Your goal:
Copy out, from the data below, each line in which the word "format" occurs.

[Items listed in a dataset]
=== Section Start ===

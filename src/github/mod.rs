pub mod transport;
pub mod types;

pub use transport::{HttpTransport, Transport, TransportError};
pub use types::{
    is_dot_segment, CombinedStatus, OpenPullRequest, PullRequest, RepoSlug, Repository,
};

use reqwest::Url;
use serde::de::DeserializeOwned;
use std::sync::Arc;
use thiserror::Error;
use tracing::{debug, instrument};

use types::{SearchResult, WorkflowList};

pub const DEFAULT_API_URL: &str = "https://api.github.com";

#[derive(Debug, Error)]
pub enum GitHubError {
    #[error(transparent)]
    Transport(#[from] TransportError),

    #[error("error unmarshalling {what} JSON: {source}")]
    Decode {
        what: &'static str,
        #[source]
        source: serde_json::Error,
    },
}

/// Typed access to the handful of GitHub REST endpoints the tool reads.
///
/// Paths are assembled segment by segment, so user-supplied names are
/// percent-encoded and can never change the host. Empty, `.` and `..`
/// segments are refused so they cannot change the path layout either.
#[derive(Clone)]
pub struct GitHub {
    transport: Arc<dyn Transport>,
    base_url: Url,
}

impl GitHub {
    /// Client for `https://api.github.com`.
    pub fn new(transport: Arc<dyn Transport>) -> Result<Self, GitHubError> {
        let base_url = Url::parse(DEFAULT_API_URL).map_err(|e| TransportError::InvalidUrl {
            url: DEFAULT_API_URL.to_string(),
            reason: e.to_string(),
        })?;
        Ok(Self {
            transport,
            base_url,
        })
    }

    #[cfg(test)]
    pub fn with_base_url(transport: Arc<dyn Transport>, base_url: Url) -> Self {
        Self {
            transport,
            base_url,
        }
    }

    fn endpoint(&self, segments: &[&str]) -> Result<Url, GitHubError> {
        // `extend` drops "." and ".." silently, which would shift the path.
        if let Some(bad) = segments.iter().find(|s| s.is_empty() || is_dot_segment(s)) {
            return Err(TransportError::InvalidUrl {
                url: segments.join("/"),
                reason: format!("path segment '{}' is not allowed", bad),
            }
            .into());
        }

        let mut url = self.base_url.clone();
        url.path_segments_mut()
            .map_err(|_| TransportError::InvalidUrl {
                url: self.base_url.to_string(),
                reason: "URL cannot be used as a base".to_string(),
            })?
            .pop_if_empty()
            .extend(segments);
        Ok(url)
    }

    async fn get_json<T: DeserializeOwned>(
        &self,
        url: Url,
        what: &'static str,
    ) -> Result<T, GitHubError> {
        let body = self.transport.get(url.as_str()).await?;
        serde_json::from_slice(&body).map_err(|source| GitHubError::Decode { what, source })
    }

    /// Latest pull requests authored by `user` across all repositories,
    /// newest first. `limit` is passed as the page size.
    #[instrument(skip(self))]
    pub async fn latest_prs_by_user(
        &self,
        user: &str,
        limit: u32,
    ) -> Result<Vec<PullRequest>, GitHubError> {
        let mut url = self.endpoint(&["search", "issues"])?;
        url.query_pairs_mut()
            .append_pair("q", &format!("author:{} type:pr", user))
            .append_pair("sort", "created")
            .append_pair("order", "desc")
            .append_pair("per_page", &limit.to_string());

        let result: SearchResult = self.get_json(url, "PR search").await?;
        debug!(count = result.items.len(), "received PR search results");
        Ok(result.items)
    }

    /// Repositories owned by `user`.
    #[instrument(skip(self))]
    pub async fn user_repos(&self, user: &str) -> Result<Vec<Repository>, GitHubError> {
        let url = self.endpoint(&["users", user, "repos"])?;
        let repos: Vec<Repository> = self.get_json(url, "repo").await?;
        debug!(count = repos.len(), "received repositories");
        Ok(repos)
    }

    /// Number of GitHub Actions workflows defined for `repo`.
    #[instrument(skip(self), fields(repo = %repo))]
    pub async fn workflow_count(&self, repo: &RepoSlug) -> Result<u64, GitHubError> {
        let url = self.endpoint(&["repos", &repo.owner, &repo.name, "actions", "workflows"])?;
        let list: WorkflowList = self.get_json(url, "pipeline").await?;
        Ok(list.total_count)
    }

    /// Open pull requests of `repo`, in the order GitHub lists them.
    #[instrument(skip(self), fields(repo = %repo))]
    pub async fn open_pull_requests(
        &self,
        repo: &RepoSlug,
    ) -> Result<Vec<OpenPullRequest>, GitHubError> {
        let mut url = self.endpoint(&["repos", &repo.owner, &repo.name, "pulls"])?;
        url.query_pairs_mut().append_pair("state", "open");
        self.get_json(url, "pull request").await
    }

    /// Combined commit status for `reference` in `repo`.
    pub async fn combined_status(
        &self,
        repo: &RepoSlug,
        reference: &str,
    ) -> Result<CombinedStatus, GitHubError> {
        let url = self.endpoint(&[
            "repos",
            &repo.owner,
            &repo.name,
            "commits",
            reference,
            "status",
        ])?;
        self.get_json(url, "commit status").await
    }
}

#[cfg(test)]
mod tests {
    use super::*;
    use mockito::{Matcher, Server};

    fn client_for(server: &Server) -> GitHub {
        let base_url = Url::parse(&server.url()).unwrap();
        let transport = HttpTransport::for_server(None, &base_url);
        GitHub::with_base_url(Arc::new(transport), base_url)
    }

    fn repo() -> RepoSlug {
        "octocat/hello-world".parse().unwrap()
    }

    #[test]
    fn test_endpoint_encodes_user_input() {
        let github = GitHub::new(Arc::new(HttpTransport::new(None))).unwrap();
        let url = github.endpoint(&["users", "evil.com/x?y", "repos"]).unwrap();
        assert_eq!(url.host_str(), Some(transport::DEFAULT_API_HOST));
        assert_eq!(url.path(), "/users/evil.com%2Fx%3Fy/repos");
        assert!(url.query().is_none());
    }

    #[test]
    fn test_endpoint_rejects_dot_segments() {
        let github = GitHub::new(Arc::new(HttpTransport::new(None))).unwrap();
        assert!(github.endpoint(&["users", "..", "repos"]).is_err());
        assert!(github.endpoint(&["repos", ".", "x", "pulls"]).is_err());
        assert!(github.endpoint(&["users", "", "repos"]).is_err());
    }

    #[tokio::test]
    async fn test_user_repos_dot_dot_makes_no_request() {
        let mut server = Server::new_async().await;
        let mock = server
            .mock("GET", Matcher::Any)
            .expect(0)
            .create_async()
            .await;

        let err = client_for(&server).user_repos("..").await.unwrap_err();
        assert!(matches!(
            err,
            GitHubError::Transport(TransportError::InvalidUrl { .. })
        ));
        mock.assert_async().await;
    }

    #[tokio::test]
    async fn test_user_repos_empty_listing() {
        let mut server = Server::new_async().await;
        let _mock = server
            .mock("GET", "/users/octocat/repos")
            .with_status(200)
            .with_body("[]")
            .create_async()
            .await;

        let repos = client_for(&server).user_repos("octocat").await.unwrap();
        assert!(repos.is_empty());
    }

    #[tokio::test]
    async fn test_user_repos_decodes_listing() {
        let mut server = Server::new_async().await;
        let _mock = server
            .mock("GET", "/users/octocat/repos")
            .with_status(200)
            .with_body(
                r#"[{"id":1,"name":"hello-world","html_url":"https://github.com/octocat/hello-world","fork":false}]"#,
            )
            .create_async()
            .await;

        let repos = client_for(&server).user_repos("octocat").await.unwrap();
        assert_eq!(repos.len(), 1);
        assert_eq!(repos[0].name, "hello-world");
        assert_eq!(repos[0].html_url, "https://github.com/octocat/hello-world");
    }

    #[tokio::test]
    async fn test_user_repos_malformed_json_is_decode_error() {
        let mut server = Server::new_async().await;
        let _mock = server
            .mock("GET", "/users/octocat/repos")
            .with_status(200)
            .with_body(r#"{"message":"unexpected"}"#)
            .create_async()
            .await;

        let err = client_for(&server).user_repos("octocat").await.unwrap_err();
        assert!(matches!(err, GitHubError::Decode { what: "repo", .. }));
    }

    #[tokio::test]
    async fn test_latest_prs_by_user_sends_search_query() {
        let mut server = Server::new_async().await;
        let mock = server
            .mock("GET", "/search/issues")
            .match_query(Matcher::AllOf(vec![
                Matcher::UrlEncoded("q".into(), "author:octocat type:pr".into()),
                Matcher::UrlEncoded("sort".into(), "created".into()),
                Matcher::UrlEncoded("order".into(), "desc".into()),
                Matcher::UrlEncoded("per_page".into(), "5".into()),
            ]))
            .with_status(200)
            .with_body(
                r#"{"total_count":1,"items":[{"title":"Add docs","html_url":"https://github.com/o/r/pull/7","created_at":"2024-09-07T10:00:00Z"}]}"#,
            )
            .create_async()
            .await;

        let prs = client_for(&server)
            .latest_prs_by_user("octocat", 5)
            .await
            .unwrap();

        mock.assert_async().await;
        assert_eq!(prs.len(), 1);
        assert_eq!(prs[0].title, "Add docs");
    }

    #[tokio::test]
    async fn test_workflow_count() {
        let mut server = Server::new_async().await;
        let _mock = server
            .mock("GET", "/repos/octocat/hello-world/actions/workflows")
            .with_status(200)
            .with_body(r#"{"total_count":3,"workflows":[{"id":1},{"id":2},{"id":3}]}"#)
            .create_async()
            .await;

        let count = client_for(&server).workflow_count(&repo()).await.unwrap();
        assert_eq!(count, 3);
    }

    #[tokio::test]
    async fn test_workflow_count_zero_with_extra_fields() {
        let mut server = Server::new_async().await;
        let _mock = server
            .mock("GET", "/repos/octocat/hello-world/actions/workflows")
            .with_status(200)
            .with_body(r#"{"total_count":0,"workflows":[],"page":1}"#)
            .create_async()
            .await;

        let count = client_for(&server).workflow_count(&repo()).await.unwrap();
        assert_eq!(count, 0);
    }

    #[tokio::test]
    async fn test_open_pull_requests_and_status() {
        let mut server = Server::new_async().await;
        let _pulls = server
            .mock("GET", "/repos/octocat/hello-world/pulls")
            .match_query(Matcher::UrlEncoded("state".into(), "open".into()))
            .with_status(200)
            .with_body(
                r#"[{"title":"A","html_url":"https://github.com/o/r/pull/1","merge_commit_sha":"abc"},
                    {"title":"B","html_url":"https://github.com/o/r/pull/2","merge_commit_sha":null}]"#,
            )
            .create_async()
            .await;
        let _status = server
            .mock("GET", "/repos/octocat/hello-world/commits/abc/status")
            .with_status(200)
            .with_body(r#"{"state":"success","total_count":1}"#)
            .create_async()
            .await;

        let github = client_for(&server);
        let prs = github.open_pull_requests(&repo()).await.unwrap();
        assert_eq!(prs.len(), 2);
        assert_eq!(prs[0].merge_commit_sha.as_deref(), Some("abc"));
        assert!(prs[1].merge_commit_sha.is_none());

        let status = github.combined_status(&repo(), "abc").await.unwrap();
        assert_eq!(status.state, "success");
    }

    #[tokio::test]
    async fn test_listing_failure_surfaces_transport_error() {
        let mut server = Server::new_async().await;
        let _mock = server
            .mock("GET", "/repos/octocat/hello-world/pulls")
            .match_query(Matcher::Any)
            .with_status(500)
            .create_async()
            .await;

        let err = client_for(&server)
            .open_pull_requests(&repo())
            .await
            .unwrap_err();
        assert!(matches!(
            err,
            GitHubError::Transport(TransportError::Status { .. })
        ));
    }
}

=== Section End ===

Solution for this problem:
                reason: format!("path segment '{}' is not allowed", bad),
            .append_pair("q", &format!("author:{} type:pr", user))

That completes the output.